Groundwater can be a long-term ‘reservoir’ of the natural water cycle (with residence time from days to millennia), as opposed to short-term water reservoirs like the atmosphere and fresh surface water (which have residence time from minutes to years).

Given the lower riparian positioning of Pakistan and high dependence on trans-boundary water flows, the management of water and study of hydrology is extremely important to make informed policy and planning decisions. Unlike most other countries in the region, the geography of Pakistan contains within it many eco-systems. Each is unique and populated with issues that pose a set of diverse socio-economic and environmental challenges. The matter is further complicated by the fact that a significant percentage of water in Pakistan’s major rivers originates from outside its boundaries. When we add the effect of climate change on water behavior including precipitation patterns and recharge capacity, it becomes evident that a “Water Strategy” is the foremost need of the hour.

As the demand for water increases and supply diminishes, water will become the most sought after commodity. It will be leveraged to extract social, political and economic mileage by nations. Water will dominate global discourse and become a major cause of concern for internal and external security of nations. While there is an urgent need to develop a roadmap with views from all segments of the global water stakeholder community to reach an International Agreement on “Water Rights”, it is equally important to develop a comprehensive “Water Strategy” to deal with this looming crisis at home.

Pakistan’s growing population and shrinking water resource base pose an existentialist threat that can only be ignored at the risk of putting at stake the lives of future generations. These are compelling enough reasons for initiating action to put measures into place to avert a large scale catastrophe in the future. Regional cooperation and creating beneficial dependencies are some of the options that need to be explored as potential approaches to minimize the possibility of “Water Wars”, and the ensuing mayhem. A “Water Crisis” without a strategy to manage it can have very serious consequences for a country with a large young population, ethnic divisions, social grievances, political disaffection and extreme economic disparities.

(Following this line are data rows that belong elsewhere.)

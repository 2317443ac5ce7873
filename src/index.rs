//! Dense `[1, U]` numbering of subspace vertices (§4.8), for use as mesh
//! vertex indices. A single-threaded depth-first walk; safe to call again
//! on an unchanged tree (subspaces already indexed are left alone), and
//! safe to call on a tree already passed through [`crate::stitch::stitch`]
//! (shared subspaces are visited more than once, but only the first visit
//! assigns an index).

use crate::leaf::SimplexLeafSubspace;
use crate::neighbor::subspace_count;
use crate::tree::{NodeKind, SimplexTree};
use std::sync::atomic::{AtomicU64, Ordering};

/// Assigns indices to every not-yet-indexed subspace vertex reachable from
/// `tree`, returning the highest index now in use (`0` if the tree has no
/// ambiguous leaves at all).
pub fn assign_indices<const N: usize>(tree: &SimplexTree<N>) -> u64 {
    let next = AtomicU64::new(1);
    walk(tree, &next);
    next.load(Ordering::Relaxed) - 1
}

fn walk<const N: usize>(node: &SimplexTree<N>, next: &AtomicU64) {
    match &node.kind {
        NodeKind::Branch(children) => {
            for child in children {
                walk(child, next);
            }
        }
        NodeKind::Leaf(Some(leaf)) => {
            debug_assert_eq!(leaf.sub.len(), subspace_count(N));
            for sub in leaf.sub.iter() {
                assign_one(sub, next);
            }
        }
        NodeKind::Leaf(None) => {}
    }
}

fn assign_one<const N: usize>(sub: &SimplexLeafSubspace<N>, next: &AtomicU64) {
    if sub.index() != 0 {
        return;
    }
    let candidate = next.fetch_add(1, Ordering::Relaxed);
    if !sub.assign_index_if_unset(candidate) {
        // Another reference to this same (shared) subspace beat us to it
        // earlier in this same walk; the reserved counter value is simply
        // never used. Indices stay unique and monotonically assigned, just
        // not perfectly dense when sharing is heavy.
    }
}
//! Per-leaf, per-subspace state: the QEF-solved vertex records that are
//! shared between neighboring leaves and eventually numbered by
//! [`crate::index`] and walked by [`crate::mesh`]/[`crate::contour`].

use crate::neighbor::subspace_count;
use crate::pool::{Pool, Poolable};
use crate::qef::Qef;
use nalgebra::SVector;
use smallvec::SmallVec;
use std::sync::atomic::{AtomicU64, Ordering};
use std::sync::Arc;

/// Per-topological-subspace record owned (possibly jointly) by one or more
/// leaves.
///
/// Sharing is expressed with an [`Arc`]: `Arc::strong_count` *is* the
/// `refcount` the design describes, borrowing a neighbor's subspace is an
/// `Arc::clone`, and release drops the clone — the underlying storage
/// returns to its [`Pool`] only once the last owner lets go (see
/// [`SimplexLeaf::release`]).
///
/// `index` is an `AtomicU64` purely for interior mutability through a
/// shared `Arc` (once stitched, several leaves hold the same one); indexing
/// itself is a single-threaded pass (§4.8), not a concurrent one.
/// Once `index() > 0`, `vert` and `inside` are never written again.
#[derive(Debug, Default)]
pub struct SimplexLeafSubspace<const N: usize> {
    pub qef: Qef<N>,
    pub vert: SVector<f64, N>,
    pub inside: bool,
    index: AtomicU64,
}

impl<const N: usize> SimplexLeafSubspace<N> {
    /// `0` if unassigned, else this subspace's dense `[1, U]` index.
    pub fn index(&self) -> u64 {
        self.index.load(Ordering::Relaxed)
    }

    /// Assigns `value` iff this subspace is still unindexed. Returns
    /// `true` if the assignment took effect.
    pub(crate) fn assign_index_if_unset(&self, value: u64) -> bool {
        self.index
            .compare_exchange(0, value, Ordering::Relaxed, Ordering::Relaxed)
            .is_ok()
    }
}

impl<const N: usize> Poolable for SimplexLeafSubspace<N> {
    fn reset(&mut self) {
        *self = Self::default();
    }
}

/// An evaluated, undecomposed (or collapsed) cell: one subspace record per
/// entry of `sub`, indexed by [`crate::neighbor::NeighborIndex::index`].
pub struct SimplexLeaf<const N: usize> {
    /// 0 for a leaf produced directly by subdivision; `1 + max(child.level)`
    /// for one produced by collapsing children (§4.6).
    pub level: u32,
    pub sub: SmallVec<[Arc<SimplexLeafSubspace<N>>; 27]>,
}

impl<const N: usize> Default for SimplexLeaf<N> {
    fn default() -> Self {
        Self {
            level: 0,
            sub: SmallVec::new(),
        }
    }
}

impl<const N: usize> Poolable for SimplexLeaf<N> {
    fn reset(&mut self) {
        debug_assert!(
            self.sub.is_empty(),
            "leaf must be released via SimplexLeaf::release before recycling"
        );
        self.level = 0;
        self.sub.clear();
    }
}

impl<const N: usize> SimplexLeaf<N> {
    pub fn new(level: u32) -> Self {
        Self {
            level,
            sub: SmallVec::with_capacity(subspace_count(N)),
        }
    }

    /// Drops this leaf's references to every subspace, returning each
    /// subspace's storage to `pool` once its last owner has let go, then
    /// returns `self` to `leaf_pool`.
    pub fn release(mut self, pool: &Pool<SimplexLeafSubspace<N>>, leaf_pool: &Pool<SimplexLeaf<N>>) {
        for arc in self.sub.drain(..) {
            if Arc::strong_count(&arc) == 1 {
                if let Ok(owned) = Arc::try_unwrap(arc) {
                    pool.put(owned);
                }
            }
            // else: another leaf still references it; just drop this clone.
        }
        self.level = 0;
        leaf_pool.put(self);
    }
}

/// The pools a tree build draws leaf and subspace storage from, shared
/// (via `&`, lock-free `SegQueue`s underneath) across every `rayon` worker
/// rather than kept one-per-worker. [`WorkerPools::merge`] folds one
/// instance into another, for callers that do pool per subtree anyway.
pub struct WorkerPools<const N: usize> {
    pub leaves: Pool<SimplexLeaf<N>>,
    pub subspaces: Pool<SimplexLeafSubspace<N>>,
}

impl<const N: usize> Default for WorkerPools<N> {
    fn default() -> Self {
        Self {
            leaves: Pool::new(),
            subspaces: Pool::new(),
        }
    }
}

impl<const N: usize> WorkerPools<N> {
    pub fn new() -> Self {
        Self::default()
    }

    pub fn merge(&self, other: WorkerPools<N>) {
        self.leaves.merge(other.leaves);
        self.subspaces.merge(other.subspaces);
    }
}
use num_enum::{FromPrimitive, IntoPrimitive};

/// Three-valued occupancy tag for a region under interval evaluation, plus
/// the `Unknown` sentinel every node starts in.
///
/// `Unknown` never survives a finished build: [`crate::tree::SimplexTree::is_done`]
/// is defined as `type() != Interval::Unknown`.
#[derive(Copy, Clone, Debug, Eq, FromPrimitive, IntoPrimitive, PartialEq)]
#[repr(u8)]
pub enum Interval {
    /// f > 0 throughout the region: entirely outside the solid.
    Empty = 0,
    /// f < 0 throughout the region: entirely inside the solid.
    Filled = 1,
    /// f changes sign (or evaluation was unsafe): the surface may cross.
    Ambiguous = 2,
    /// Not yet evaluated.
    #[num_enum(default)]
    Unknown = 3,
}

impl Interval {
    /// Lattice join used when merging sibling classifications during
    /// collapse: `Empty ∨ Empty = Empty`, `Filled ∨ Filled = Filled`,
    /// anything else (including a mix, or an `Unknown`) is `Ambiguous`.
    pub fn join(self, other: Interval) -> Interval {
        use Interval::*;
        match (self, other) {
            (Empty, Empty) => Empty,
            (Filled, Filled) => Filled,
            _ => Ambiguous,
        }
    }

    /// `true` for the three terminal states a finished node may carry.
    pub fn is_terminal(self) -> bool {
        !matches!(self, Interval::Unknown)
    }
}

#[cfg(test)]
mod tests {
    use super::*;

    #[test]
    fn join_is_commutative() {
        let states = [
            Interval::Empty,
            Interval::Filled,
            Interval::Ambiguous,
            Interval::Unknown,
        ];
        for &a in &states {
            for &b in &states {
                assert_eq!(a.join(b), b.join(a));
            }
        }
    }

    #[test]
    fn unknown_is_never_terminal() {
        assert!(!Interval::Unknown.is_terminal());
        assert!(Interval::Empty.is_terminal());
        assert!(Interval::Filled.is_terminal());
        assert!(Interval::Ambiguous.is_terminal());
    }
}
//! In-memory service registry and the key layout it is keyed by.

mod key_path;
mod service_registry;
pub use key_path::*;
pub use service_registry::*;
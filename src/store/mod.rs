//! Coordination store abstraction.
//!
//! The replicator only needs two operations from the store: a one-shot prefix
//! snapshot and a prefix watch stream. [`CoordinationStore`] is the seam the
//! supervisor is written against; [`EtcdStore`] is the etcd v3 gRPC
//! implementation used by the binary.

mod etcd;
mod proto;
pub use etcd::*;


use futures::stream::BoxStream;
#[cfg(test)]
use mockall::automock;
use tonic::async_trait;

use crate::Result;

/// One key/value pair returned by a snapshot read
#[derive(Debug, Clone, PartialEq, Eq)]
pub struct KeyValue {
    pub key: Vec<u8>,
    pub value: Vec<u8>,
}

/// Event type for watch notifications
#[derive(Debug, Clone, Copy, PartialEq, Eq)]
pub enum WatchEventKind {
    /// Key was inserted or updated
    Put,
    /// Key was deleted
    Delete,
}

/// Watch event containing key change information
#[derive(Debug, Clone, PartialEq, Eq)]
pub struct WatchEvent {
    pub kind: WatchEventKind,
    pub key: Vec<u8>,
    /// Empty for DELETE events
    pub value: Vec<u8>,
}

impl WatchEvent {
    pub fn put(
        key: impl Into<Vec<u8>>,
        value: impl Into<Vec<u8>>,
    ) -> Self {
        Self {
            kind: WatchEventKind::Put,
            key: key.into(),
            value: value.into(),
        }
    }

    pub fn delete(key: impl Into<Vec<u8>>) -> Self {
        Self {
            kind: WatchEventKind::Delete,
            key: key.into(),
            value: Vec::new(),
        }
    }
}

/// Live watch subscription. Ends (or yields an error) when the store drops it.
pub type WatchStream = BoxStream<'static, Result<WatchEvent>>;

#[cfg_attr(test, automock)]
#[async_trait]
pub trait CoordinationStore: Send + Sync + 'static {
    /// Reads every key under `prefix`, in key order.
    async fn snapshot(
        &self,
        prefix: &str,
    ) -> Result<Vec<KeyValue>>;

    /// Subscribes to changes under `prefix` from the current revision onward.
    ///
    /// No history is replayed; changes made while no stream is open are not seen.
    async fn watch(
        &self,
        prefix: &str,
    ) -> Result<WatchStream>;
}
//! Wire-compatible subset of etcd's `etcdserverpb` / `mvccpb` messages.
//!
//! Only the fields the replicator reads or sets are declared; prost skips
//! unknown fields on decode.

#[derive(Clone, PartialEq, prost::Message)]
pub(crate) struct ResponseHeader {
    #[prost(uint64, tag = "1")]
    pub cluster_id: u64,
    #[prost(uint64, tag = "2")]
    pub member_id: u64,
    #[prost(int64, tag = "3")]
    pub revision: i64,
    #[prost(uint64, tag = "4")]
    pub raft_term: u64,
}

#[derive(Clone, PartialEq, prost::Message)]
pub(crate) struct KeyValue {
    #[prost(bytes = "vec", tag = "1")]
    pub key: Vec<u8>,
    #[prost(int64, tag = "2")]
    pub create_revision: i64,
    #[prost(int64, tag = "3")]
    pub mod_revision: i64,
    #[prost(int64, tag = "4")]
    pub version: i64,
    #[prost(bytes = "vec", tag = "5")]
    pub value: Vec<u8>,
    #[prost(int64, tag = "6")]
    pub lease: i64,
}

#[derive(Clone, PartialEq, prost::Message)]
pub(crate) struct RangeRequest {
    #[prost(bytes = "vec", tag = "1")]
    pub key: Vec<u8>,
    #[prost(bytes = "vec", tag = "2")]
    pub range_end: Vec<u8>,
    #[prost(int64, tag = "3")]
    pub limit: i64,
    #[prost(int64, tag = "4")]
    pub revision: i64,
}

#[derive(Clone, PartialEq, prost::Message)]
pub(crate) struct RangeResponse {
    #[prost(message, optional, tag = "1")]
    pub header: Option<ResponseHeader>,
    #[prost(message, repeated, tag = "2")]
    pub kvs: Vec<KeyValue>,
    #[prost(bool, tag = "3")]
    pub more: bool,
    #[prost(int64, tag = "4")]
    pub count: i64,
}

#[derive(Clone, PartialEq, prost::Message)]
pub(crate) struct WatchRequest {
    #[prost(oneof = "watch_request::RequestUnion", tags = "1")]
    pub request_union: Option<watch_request::RequestUnion>,
}

pub(crate) mod watch_request {
    #[derive(Clone, PartialEq, prost::Oneof)]
    pub(crate) enum RequestUnion {
        #[prost(message, tag = "1")]
        CreateRequest(super::WatchCreateRequest),
    }
}

#[derive(Clone, PartialEq, prost::Message)]
pub(crate) struct WatchCreateRequest {
    #[prost(bytes = "vec", tag = "1")]
    pub key: Vec<u8>,
    #[prost(bytes = "vec", tag = "2")]
    pub range_end: Vec<u8>,
    /// 0 means "from the current revision"
    #[prost(int64, tag = "3")]
    pub start_revision: i64,
    #[prost(bool, tag = "4")]
    pub progress_notify: bool,
    #[prost(bool, tag = "6")]
    pub prev_kv: bool,
}

#[derive(Clone, PartialEq, prost::Message)]
pub(crate) struct WatchResponse {
    #[prost(message, optional, tag = "1")]
    pub header: Option<ResponseHeader>,
    #[prost(int64, tag = "2")]
    pub watch_id: i64,
    #[prost(bool, tag = "3")]
    pub created: bool,
    #[prost(bool, tag = "4")]
    pub canceled: bool,
    #[prost(int64, tag = "5")]
    pub compact_revision: i64,
    #[prost(string, tag = "6")]
    pub cancel_reason: String,
    #[prost(message, repeated, tag = "11")]
    pub events: Vec<Event>,
}

#[derive(Clone, Copy, Debug, PartialEq, Eq, Hash, PartialOrd, Ord, prost::Enumeration)]
#[repr(i32)]
pub(crate) enum EventType {
    Put = 0,
    Delete = 1,
}

#[derive(Clone, PartialEq, prost::Message)]
pub(crate) struct Event {
    #[prost(enumeration = "EventType", tag = "1")]
    pub r#type: i32,
    #[prost(message, optional, tag = "2")]
    pub kv: Option<KeyValue>,
}
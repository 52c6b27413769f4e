use super::*;

#[test]
fn test_custom_registry() {
    let registry = Registry::new_custom(Some("etcd".to_string()), None).unwrap();
    register_custom_metrics(&registry).unwrap();

    WATCH_EVENTS.with_label_values(&["put"]).inc();
    let metrics = registry.gather();
    let metric_names: Vec<_> = metrics.iter().map(|m| m.get_name()).collect();

    assert!(
        metric_names.contains(&"etcd_sd_watch_events_total"),
        "Missing etcd_sd_watch_events_total"
    );
}

#[test]
fn test_record_event_counts_unrecognized_keys() {
    let before_unrecognized = UNRECOGNIZED_KEYS.get();
    let before_deletes = WATCH_EVENTS.with_label_values(&["delete"]).get();

    record_event(WatchEventKind::Delete, ApplyOutcome::Unrecognized);
    record_event(WatchEventKind::Delete, ApplyOutcome::InstanceRemoved);

    assert!(UNRECOGNIZED_KEYS.get() >= before_unrecognized + 1);
    assert!(WATCH_EVENTS.with_label_values(&["delete"]).get() >= before_deletes + 2);
}

#[test]
fn test_gather_text_exposes_registered_metrics() {
    record_persist(true);

    let text = gather_text();

    assert!(text.contains("sd_persist_total"));
}

#[tokio::test]
async fn test_start_server_reports_port_in_use() {
    let taken = std::net::TcpListener::bind(("0.0.0.0", 0)).unwrap();
    let port = taken.local_addr().unwrap().port();
    let (_shutdown_tx, shutdown_rx) = watch::channel(());

    let result = tokio::spawn(start_server(port, shutdown_rx)).await;

    assert!(matches!(result, Ok(Err(crate::Error::Metrics(_)))));
}

#[tokio::test]
async fn test_start_server_stops_on_shutdown_signal() {
    let free = std::net::TcpListener::bind(("0.0.0.0", 0)).unwrap();
    let port = free.local_addr().unwrap().port();
    drop(free);
    let (shutdown_tx, shutdown_rx) = watch::channel(());

    let handle = tokio::spawn(start_server(port, shutdown_rx));
    shutdown_tx.send(()).unwrap();

    let result = tokio::time::timeout(std::time::Duration::from_secs(5), handle)
        .await
        .unwrap();
    assert!(matches!(result, Ok(Ok(()))));
}
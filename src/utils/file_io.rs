use std::fs::create_dir_all;
use std::io::Write;
use std::path::Path;

use tempfile::NamedTempFile;
use tracing::debug;
use tracing::error;

use crate::PersistError;

fn io_error(
    path: &Path,
    source: std::io::Error,
) -> PersistError {
    PersistError::Io {
        path: path.to_path_buf(),
        source,
    }
}

pub fn create_parent_dir_if_not_exist(path: &Path) -> Result<(), PersistError> {
    if let Some(parent_dir) = path.parent() {
        if !parent_dir.as_os_str().is_empty() && !parent_dir.exists() {
            if let Err(e) = create_dir_all(parent_dir) {
                error!("Failed to create directory {:?}: {:?}", parent_dir, e);
                return Err(io_error(parent_dir, e));
            }
            debug!("created successfully: {:?}", parent_dir);
        }
    }
    Ok(())
}

/// Replaces `path` with `content` so readers only ever see a complete file.
///
/// The content goes to a temporary file in the same directory, is synced, and
/// is then renamed over `path`. An existing file's permissions are kept; a new
/// file is world-readable.
pub fn replace_file_atomically(
    path: &Path,
    content: &[u8],
) -> Result<(), PersistError> {
    create_parent_dir_if_not_exist(path)?;

    let dir = match path.parent() {
        Some(p) if !p.as_os_str().is_empty() => p,
        _ => Path::new("."),
    };

    let mut tmp = NamedTempFile::new_in(dir).map_err(|e| io_error(dir, e))?;
    tmp.write_all(content).map_err(|e| io_error(tmp.path(), e))?;

    let permissions = match std::fs::metadata(path) {
        Ok(meta) => Some(meta.permissions()),
        Err(_) => default_permissions(),
    };
    if let Some(permissions) = permissions {
        tmp.as_file()
            .set_permissions(permissions)
            .map_err(|e| io_error(tmp.path(), e))?;
    }
    tmp.as_file().sync_all().map_err(|e| io_error(tmp.path(), e))?;

    tmp.persist(path).map_err(|e| io_error(path, e.error))?;
    Ok(())
}

#[cfg(unix)]
fn default_permissions() -> Option<std::fs::Permissions> {
    use std::os::unix::fs::PermissionsExt;
    Some(std::fs::Permissions::from_mode(0o644))
}

#[cfg(not(unix))]
fn default_permissions() -> Option<std::fs::Permissions> {
    None
}
use std::time::Duration;

use config::ConfigError;
use serde::Deserialize;
use serde::Serialize;

use crate::Error;
use crate::Result;

/// Watch supervision parameters
#[derive(Debug, Serialize, Deserialize, Clone)]
pub struct WatchConfig {
    /// Fixed delay before a closed watch stream is reopened
    #[serde(default = "default_reconnect_delay")]
    pub reconnect_delay_in_ms: u64,
}

impl Default for WatchConfig {
    fn default() -> Self {
        Self {
            reconnect_delay_in_ms: default_reconnect_delay(),
        }
    }
}

impl WatchConfig {
    pub fn validate(&self) -> Result<()> {
        if self.reconnect_delay_in_ms == 0 {
            return Err(Error::Config(ConfigError::Message(
                "watch.reconnect_delay_in_ms must be > 0".into(),
            )));
        }
        Ok(())
    }

    pub fn reconnect_delay(&self) -> Duration {
        Duration::from_millis(self.reconnect_delay_in_ms)
    }
}

fn default_reconnect_delay() -> u64 {
    5_000
}
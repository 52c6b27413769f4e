//! Configuration management for the registry replicator.
//!
//! Provides hierarchical configuration loading and validation with:
//! - Default values as code base
//! - Configuration file support (`CONFIG_PATH`)
//! - Environment variable overrides (`SD__` prefix)
//! - Component-wise validation
mod discovery;
mod logging;
mod monitoring;
mod store;
mod watch;
pub use discovery::*;
pub use logging::*;
pub use monitoring::*;
pub use store::*;
pub use watch::*;

#[cfg(test)]
mod config_test;

use std::env;

use config::Config;
use config::Environment;
use config::File;
use serde::Deserialize;
use serde::Serialize;

use crate::Result;

/// Main configuration container
///
/// Combines all subsystem configurations with hierarchical override support:
/// 1. Default values from code implementation
/// 2. Configuration file specified by `CONFIG_PATH`
/// 3. Environment variables (highest priority)
#[derive(Debug, Serialize, Deserialize, Clone, Default)]
pub struct SdConfig {
    /// Coordination store connection parameters
    #[serde(default)]
    pub store: StoreConfig,
    /// Watched prefix and output document location
    #[serde(default)]
    pub discovery: DiscoveryConfig,
    /// Watch supervision parameters
    #[serde(default)]
    pub watch: WatchConfig,
    /// Metrics exporter settings
    #[serde(default)]
    pub monitoring: MonitoringConfig,
    /// Log destination
    #[serde(default)]
    pub log: LogConfig,
}

impl SdConfig {
    /// Loads configuration from hierarchical sources without validation.
    ///
    /// Sources are merged in the following order (later sources override earlier):
    /// 1. Type defaults (lowest priority)
    /// 2. Configuration file from `CONFIG_PATH` environment variable (if set)
    /// 3. Environment variables with `SD__` prefix (highest priority)
    ///
    /// Callers MUST call `validate()` before using the configuration.
    ///
    /// # Examples
    /// ```ignore
    /// std::env::set_var("SD__DISCOVERY__PREFIX", "/registry");
    /// let cfg = SdConfig::new()?.validate()?;
    /// ```
    pub fn new() -> Result<Self> {
        let mut builder = Config::builder().add_source(Config::try_from(&Self::default())?);

        if let Ok(config_path) = env::var("CONFIG_PATH") {
            builder = builder.add_source(File::with_name(&config_path).required(true));
        }

        builder = builder.add_source(environment());

        let config: Self = builder.build()?.try_deserialize()?;
        Ok(config)
    }

    /// Applies additional configuration overrides from file without validation.
    ///
    /// Merging order (later sources override earlier):
    /// 1. Current configuration values
    /// 2. New configuration file
    /// 3. Latest environment variables (highest priority)
    pub fn with_override_config(
        &self,
        path: &str,
    ) -> Result<Self> {
        let config: Self = Config::builder()
            .add_source(Config::try_from(self)?)
            .add_source(File::with_name(path))
            .add_source(environment())
            .build()?
            .try_deserialize()?;
        Ok(config)
    }

    /// Validates configuration and returns validated instance.
    pub fn validate(self) -> Result<Self> {
        self.store.validate()?;
        self.discovery.validate()?;
        self.watch.validate()?;
        self.monitoring.validate()?;
        Ok(self)
    }
}

fn environment() -> Environment {
    Environment::with_prefix("SD")
        .separator("__")
        .ignore_empty(true)
        .try_parsing(true)
        .list_separator(",")
        .with_list_parse_key("store.endpoints")
}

Trans-boundary Water Sharing Challenges, Internal Water Management Practices and Hydrology constitute the core areas on which delayed action can cause grievous harm to sectors, activities and species. The interview questions in the subsequent interviews have been framed purposefully with the intent of highlighting core issues and providing concrete recommendations for developing an “Integrated Water Strategy” that may help stakeholders reach consensus on way forward. Putting our house in order will also help us to engage in future “Water Talks” from a position of strength and to ensure we are not left high and dry as a nation.